Amid the development of the ATTA 3000, Promavia opted to collaborate with the Russian aircraft manufacturer Mikoyan; this arrangement led to the aircraft being alternatively referred to as the MiG-ATTA. However, the depth of Mikoyan's involvement in the programme was not publicly defined in detail. Following the demise of the similar American Fairchild T-46 trainer in 1986, the support for the aircraft's original engine disappeared, which motivated plans to re-engine the Jet Squalus with the Williams-Rolls FJ44 in its place.

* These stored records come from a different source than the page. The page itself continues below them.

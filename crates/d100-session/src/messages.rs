//! Fixed screen text and result phrasing.
//!
//! Result messages are phrased to be read aloud: "plus" and "minus" rather
//! than symbols, and the outcome at the end of the sentence.

use d100_mechanics::{DamageRoll, ModifiedRoll, Outcome, SkillCheck, WeaponClass};

/// Main menu, shown before every choice.
pub const MENU: &str = "
==================================================
ACCESSIBLE DICE ROLLER - SYSTEM UNIVERSE d100
==================================================

MAIN MENU:
1 - Roll a simple d100
2 - Roll a d100 with a modifier
3 - Skill check
4 - Damage roll
5 - Roll history
6 - Help and shortcuts
0 - Quit

Shortcuts: [Space]=d100, [T]=check, [D]=damage, [H]=history, [Q]=quit";

/// Prompt for a main-menu choice.
pub const CHOICE_PROMPT: &str = "Your choice: ";

/// Prompt for a flat modifier.
pub const MODIFIER_PROMPT: &str = "Modifier (+/-): ";

/// Prompt for a skill value.
pub const SKILL_PROMPT: &str = "Skill value (0-100): ";

/// Prompt for an optional difficulty modifier.
pub const DIFFICULTY_PROMPT: &str = "Difficulty modifier (+/-) [Enter for 0]: ";

/// Prompt for a weapon class.
pub const WEAPON_PROMPT: &str = "Weapon class (1-4): ";

/// Header shown before a skill check.
pub const SKILL_HEADER: &str = "\n=== SKILL CHECK ===";

/// Header shown before the weapon list.
pub const DAMAGE_HEADER: &str = "\n=== DAMAGE ROLL ===";

/// Header shown before the history listing.
pub const HISTORY_HEADER: &str = "\n=== ROLL HISTORY ===";

/// Spoken when the history listing starts.
pub const HISTORY_TITLE: &str = "Roll history";

/// Spoken when there is nothing to list.
pub const HISTORY_EMPTY: &str = "No rolls in history yet.";

/// Spoken after the help screen.
pub const HELP_SHOWN: &str = "Help displayed. See the screen for full details.";

/// Spoken for an unrecognised menu choice.
pub const INVALID_CHOICE: &str = "Invalid choice. Use the digits 0-6 or the shortcuts.";

/// Spoken on exit.
pub const FAREWELL: &str = "Goodbye! Thank you for using the accessible dice roller.";

/// Spoken before the program exits on an unrecoverable error.
pub const FATAL_ERROR: &str = "Fatal error. See the console for details.";

/// Full help screen.
pub const HELP: &str = "
=== HELP - ACCESSIBLE DICE ROLLER ===

KEYBOARD SHORTCUTS:
- Space : quick d100 roll
- T : skill check
- D : damage roll
- H : roll history
- A : show this help
- Q or Esc : quit

NAVIGATION:
- Use the digits to pick menu entries
- Enter to confirm
- Ctrl-C or Esc at any prompt to quit

ACCESSIBILITY:
- 100% keyboard interface
- Optional speech output
- Works with screen readers
- Clear, complete messages

SYSTEM UNIVERSE d100:
- Every check: 1d100 <= Skill + Modifiers
- Critical success: 01-05
- Critical failure: 96-00
- Modifiers: -40 (Heroic) to +30 (Very Easy)";

/// Weapon classes with their divisors, one per line.
pub fn weapon_menu() -> String {
    let mut out = String::from("Weapon classes:");
    for class in WeaponClass::all() {
        out.push_str(&format!(
            "\n{} - {} ({}), divide by {}",
            class.key(),
            class,
            class.examples(),
            class.divisor()
        ));
    }
    out
}

/// `d100: 47`
pub fn simple_roll(roll: u32) -> String {
    format!("d100: {roll}")
}

/// `d100: 30 minus 10 equals 20`
pub fn modified_roll(result: &ModifiedRoll) -> String {
    let word = if result.is_penalty() { "minus" } else { "plus" };
    format!(
        "d100: {} {word} {} equals {}",
        result.roll,
        result.modifier.unsigned_abs(),
        result.total
    )
}

/// History annotation for a modified roll.
pub fn modified_roll_details(result: &ModifiedRoll) -> String {
    format!("modifier {:+}, total {}", result.modifier, result.total)
}

/// The shouted status word for an outcome.
pub fn outcome_status(outcome: Outcome) -> &'static str {
    match outcome {
        Outcome::CriticalSuccess => "CRITICAL SUCCESS!",
        Outcome::Success => "SUCCESS!",
        Outcome::CriticalFailure => "CRITICAL FAILURE.",
        Outcome::Failure => "FAILURE.",
    }
}

/// `Check: rolled 50 against 50. SUCCESS!`
pub fn skill_check(check: &SkillCheck) -> String {
    format!(
        "Check: rolled {} against {}. {}",
        check.roll,
        check.threshold,
        outcome_status(check.outcome)
    )
}

/// History annotation for a skill check.
pub fn skill_check_details(check: &SkillCheck) -> String {
    format!("threshold {}, {}", check.threshold, check.outcome)
}

/// `Light weapon: rolled 47 divided by 10 equals 4 damage`
pub fn damage(result: &DamageRoll) -> String {
    format!(
        "{} weapon: rolled {} divided by {} equals {} damage",
        result.class,
        result.roll,
        result.class.divisor(),
        result.damage
    )
}

/// History annotation for a damage roll.
pub fn damage_details(result: &DamageRoll) -> String {
    format!("{}: {} damage", result.class, result.damage)
}

/// Spoken after the history listing.
pub fn history_summary(shown: usize, total: usize) -> String {
    if total > shown {
        format!("Showing the last {shown} of {total} rolls")
    } else {
        format!("{total} rolls in total")
    }
}

#[cfg(test)]
mod tests {
    use super::*;

    #[test]
    fn modifier_phrasing_follows_sign() {
        let minus = ModifiedRoll {
            roll: 30,
            modifier: -10,
            total: 20,
        };
        assert_eq!(modified_roll(&minus), "d100: 30 minus 10 equals 20");
        assert_eq!(modified_roll_details(&minus), "modifier -10, total 20");

        let plus = ModifiedRoll {
            roll: 30,
            modifier: 0,
            total: 30,
        };
        assert_eq!(modified_roll(&plus), "d100: 30 plus 0 equals 30");
        assert_eq!(modified_roll_details(&plus), "modifier +0, total 30");
    }

    #[test]
    fn skill_check_phrasing() {
        let check = SkillCheck {
            roll: 97,
            threshold: 80,
            outcome: Outcome::CriticalFailure,
        };
        assert_eq!(
            skill_check(&check),
            "Check: rolled 97 against 80. CRITICAL FAILURE."
        );
        assert_eq!(
            skill_check_details(&check),
            "threshold 80, Critical Failure"
        );
    }

    #[test]
    fn damage_phrasing() {
        let result = DamageRoll {
            class: WeaponClass::Light,
            roll: 47,
            damage: 4,
        };
        assert_eq!(
            damage(&result),
            "Light weapon: rolled 47 divided by 10 equals 4 damage"
        );
        assert_eq!(damage_details(&result), "Light: 4 damage");
    }

    #[test]
    fn weapon_menu_lists_all_classes() {
        let menu = weapon_menu();
        assert!(menu.contains("1 - Light (knife, club), divide by 10"));
        assert!(menu.contains("4 - Very heavy (rocket launcher), divide by 2"));
        assert_eq!(menu.lines().count(), 5);
    }

    #[test]
    fn history_summary_wording() {
        assert_eq!(history_summary(10, 55), "Showing the last 10 of 55 rolls");
        assert_eq!(history_summary(3, 3), "3 rolls in total");
    }

    #[test]
    fn statuses() {
        assert_eq!(outcome_status(Outcome::Success), "SUCCESS!");
        assert_eq!(outcome_status(Outcome::Failure), "FAILURE.");
        assert_eq!(outcome_status(Outcome::CriticalSuccess), "CRITICAL SUCCESS!");
    }
}
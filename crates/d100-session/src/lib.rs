//! Interactive session for the accessible d100 dice roller.
//!
//! Provides the main-menu loop, command mapping, a bounded roll history,
//! and the narrator that shows (and optionally speaks) every result.

pub mod command;
pub mod config;
pub mod error;
pub mod history;
pub mod messages;
pub mod narrator;
pub mod prompt;
pub mod session;

pub use command::Command;
pub use config::SessionConfig;
pub use error::{SessionError, SessionResult};
pub use history::{ActionKind, HistoryEntry, HistoryLog};
pub use narrator::{Delivery, Narrator, Voice, VoiceError};
pub use prompt::{Input, Prompt, ScriptedPrompt};
pub use session::Session;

During September 1988, the sole aircraft was exhibited at the Farnborough Air Show. Promavia was keen to explore opportunities for the Jet Squalus on the commercial market; during 1989, an agreement with the Belgian flag carrier Sabena was announced under which the airline was to acquire an undisclosed number of the aircraft. That same year, Promavia announced a production agreement with Portugal's Oficinas Gerais de Material Aeronautico (OGMA) for 100 Jet Squalus trainers, 30 of which were envisioned to be delivered to the Portuguese Air Force. However, no such order from the service was ever placed.

In August 1991, Promavia and the Canadian province of Saskatchewan’s government formed an agreement for the final assembly of the Jet Squalus in Saskatoon, which included the establishment of a pilot training academy. However, negotiations over provincial funding for the endeavour were eventually abandoned.

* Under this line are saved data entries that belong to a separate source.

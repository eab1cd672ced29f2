//! The interactive dice-rolling session.
//!
//! `Session` owns the roll source and the history log. [`Session::run`] is
//! the main-menu loop: show the menu, read one token, dispatch, repeat until
//! the user quits or interrupts. The per-action methods can also be called
//! directly, which is how the tests force specific rolls.

use std::io::Write;

use d100_mechanics::{
    RandomRolls, RollSource, WeaponClass, damage_roll, parse_difficulty, parse_modifier,
    parse_skill, roll_d100, roll_with_modifier, skill_check,
};

use crate::command::Command;
use crate::config::SessionConfig;
use crate::error::SessionResult;
use crate::history::{ActionKind, HistoryLog};
use crate::messages;
use crate::narrator::Narrator;
use crate::prompt::{Input, Prompt};

/// What the loop does after an action.
#[derive(Debug, Clone, Copy, PartialEq, Eq)]
enum Flow {
    Continue,
    Quit,
}

/// An interactive dice-rolling session.
pub struct Session<R> {
    rolls: R,
    history: HistoryLog,
    config: SessionConfig,
}

impl Session<RandomRolls> {
    /// Create a session rolling with a standard RNG, seeded per the config.
    pub fn from_config(config: SessionConfig) -> Self {
        let rolls = RandomRolls::from_seed(config.seed);
        Self::new(rolls, config)
    }
}

impl<R: RollSource> Session<R> {
    /// Create a session over any roll source.
    pub fn new(rolls: R, config: SessionConfig) -> Self {
        Self {
            rolls,
            history: HistoryLog::with_capacity(config.history_capacity),
            config,
        }
    }

    /// Get the roll history.
    pub fn history(&self) -> &HistoryLog {
        &self.history
    }

    /// Get the configuration.
    pub fn config(&self) -> &SessionConfig {
        &self.config
    }

    /// Roll a plain d100 and record it.
    pub fn roll_simple(&mut self) -> String {
        let roll = roll_d100(&mut self.rolls);
        self.record(ActionKind::SimpleRoll, roll, String::new());
        messages::simple_roll(roll)
    }

    /// Roll a d100 plus `modifier` and record it.
    pub fn roll_with_modifier(&mut self, modifier: i32) -> String {
        let result = roll_with_modifier(&mut self.rolls, modifier);
        self.record(
            ActionKind::ModifiedRoll,
            result.roll,
            messages::modified_roll_details(&result),
        );
        messages::modified_roll(&result)
    }

    /// Roll a skill check and record it. Out-of-range skills roll nothing.
    pub fn skill_check(&mut self, skill: u32, difficulty: i32) -> SessionResult<String> {
        let check = skill_check(&mut self.rolls, skill, difficulty)?;
        tracing::debug!(
            success = check.outcome.is_success(),
            critical = check.outcome.is_critical(),
            "skill check resolved"
        );
        self.record(
            ActionKind::SkillCheck,
            check.roll,
            messages::skill_check_details(&check),
        );
        Ok(messages::skill_check(&check))
    }

    /// Roll damage for a weapon class and record it.
    pub fn damage_roll(&mut self, class: WeaponClass) -> String {
        let result = damage_roll(&mut self.rolls, class);
        self.record(
            ActionKind::Damage,
            result.roll,
            messages::damage_details(&result),
        );
        messages::damage(&result)
    }

    fn record(&mut self, action: ActionKind, result: u32, details: String) {
        tracing::debug!(action = action.label(), result, details = %details, "recorded roll");
        self.history.record(action, result, details);
    }

    /// Run the main-menu loop until the user quits or input ends.
    ///
    /// Validation errors and failures inside an action are reported and the
    /// loop continues. A failure to show the menu or read a choice is fatal:
    /// it is announced and returned (see open question 5 in DESIGN.md).
    pub fn run<P, W>(&mut self, prompt: &mut P, narrator: &mut Narrator<W>) -> SessionResult<()>
    where
        P: Prompt,
        W: Write,
    {
        loop {
            narrator.show(messages::MENU)?;

            let line = match prompt.read_line(messages::CHOICE_PROMPT) {
                Ok(Input::Line(line)) => line,
                Ok(Input::Interrupted | Input::Closed) => {
                    narrator.announce(messages::FAREWELL)?;
                    return Ok(());
                }
                Err(e) => {
                    tracing::error!("reading menu choice failed: {e}");
                    let _ = narrator.announce(messages::FATAL_ERROR);
                    return Err(e);
                }
            };

            let Some(command) = Command::parse(&line) else {
                tracing::debug!(input = %line.escape_debug(), "invalid menu choice");
                narrator.announce(messages::INVALID_CHOICE)?;
                continue;
            };

            tracing::debug!(command = command.name(), "dispatching");
            match self.dispatch(command, prompt, narrator) {
                Ok(Flow::Continue) => {}
                Ok(Flow::Quit) => {
                    narrator.announce(messages::FAREWELL)?;
                    return Ok(());
                }
                Err(e) if e.is_validation() => {
                    narrator.announce(&format!("Error: {e}"))?;
                }
                Err(e) => {
                    tracing::warn!(command = command.name(), "action failed: {e}");
                    narrator.announce(&format!("Unexpected error: {e}"))?;
                }
            }
        }
    }

    fn dispatch<P, W>(
        &mut self,
        command: Command,
        prompt: &mut P,
        narrator: &mut Narrator<W>,
    ) -> SessionResult<Flow>
    where
        P: Prompt,
        W: Write,
    {
        match command {
            Command::RollSimple => {
                let message = self.roll_simple();
                narrator.announce(&message)?;
            }
            Command::RollWithModifier => {
                let Some(raw) = ask(prompt, messages::MODIFIER_PROMPT)? else {
                    return Ok(Flow::Quit);
                };
                let modifier = parse_modifier(&raw)?;
                let message = self.roll_with_modifier(modifier);
                narrator.announce(&message)?;
            }
            Command::SkillCheck => {
                narrator.show(messages::SKILL_HEADER)?;
                let Some(raw) = ask(prompt, messages::SKILL_PROMPT)? else {
                    return Ok(Flow::Quit);
                };
                let skill = parse_skill(&raw)?;
                let Some(raw) = ask(prompt, messages::DIFFICULTY_PROMPT)? else {
                    return Ok(Flow::Quit);
                };
                let difficulty = parse_difficulty(&raw)?;
                let message = self.skill_check(skill, difficulty)?;
                narrator.announce(&message)?;
            }
            Command::DamageRoll => {
                narrator.show(messages::DAMAGE_HEADER)?;
                narrator.show(&messages::weapon_menu())?;
                let Some(raw) = ask(prompt, messages::WEAPON_PROMPT)? else {
                    return Ok(Flow::Quit);
                };
                let class = WeaponClass::from_token(&raw)?;
                let message = self.damage_roll(class);
                narrator.announce(&message)?;
            }
            Command::ShowHistory => self.show_history(narrator)?,
            Command::ShowHelp => {
                narrator.show(messages::HELP)?;
                narrator.announce(messages::HELP_SHOWN)?;
            }
            Command::Quit => return Ok(Flow::Quit),
        }
        Ok(Flow::Continue)
    }

    fn show_history<W: Write>(&self, narrator: &mut Narrator<W>) -> SessionResult<()> {
        if self.history.is_empty() {
            narrator.announce(messages::HISTORY_EMPTY)?;
            return Ok(());
        }

        narrator.show(messages::HISTORY_HEADER)?;
        narrator.announce(messages::HISTORY_TITLE)?;

        let mut shown = 0;
        for (i, entry) in self.history.recent(self.config.history_view).enumerate() {
            narrator.show(&format!("{}. {entry}", i + 1))?;
            shown += 1;
        }

        narrator.announce(&messages::history_summary(shown, self.history.len()))?;
        Ok(())
    }
}

/// Read one line for an action. `None` means the user interrupted or input ended.
fn ask<P: Prompt>(prompt: &mut P, text: &str) -> SessionResult<Option<String>> {
    match prompt.read_line(text)? {
        Input::Line(line) => Ok(Some(line)),
        Input::Interrupted | Input::Closed => Ok(None),
    }
}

A second prototype was produced but is not believed to have ever been flown; it was reportedly set to be modified into a commercial pilot trainer. Work on a third prototype was also started, it was supposed to feature a pressurised cockpit. The first prototype was last reported to be stored in a hangar at Foothills Regional Airport, Alberta, Canada.

==Variants==
- F1300 NGT
  The baseline jet trainer version of the Procaer Cobra lineage.
- F1300 AWS-MS/SAR
  Proposed Maritime surveillance/search and rescue.
- F1300 AWS-R
  Proposed Reconnaissance.
- F1300 AWS-W
  Proposed Armament trainer or Police/Border defence.
- F1300 AWS-TT
  Proposed Target tower.
- ATTA 3000
  Proposed Advanced Trainer/Tactical Aircraft for the United States JPATS program. Single- and twin-jet versions were proposed. The ATTA 3000 could have been armed with 7.62-mm or 20-mm guns, 70-mm rocket launchers, infra-red air-to-air-missiles, or bombs.
- ARA 3600
  Proposed Attack/Reconnaissance Aircraft powered by twin TFE109-3 turbofans and armed with 1,000 kg (2,200 lb) of external stores.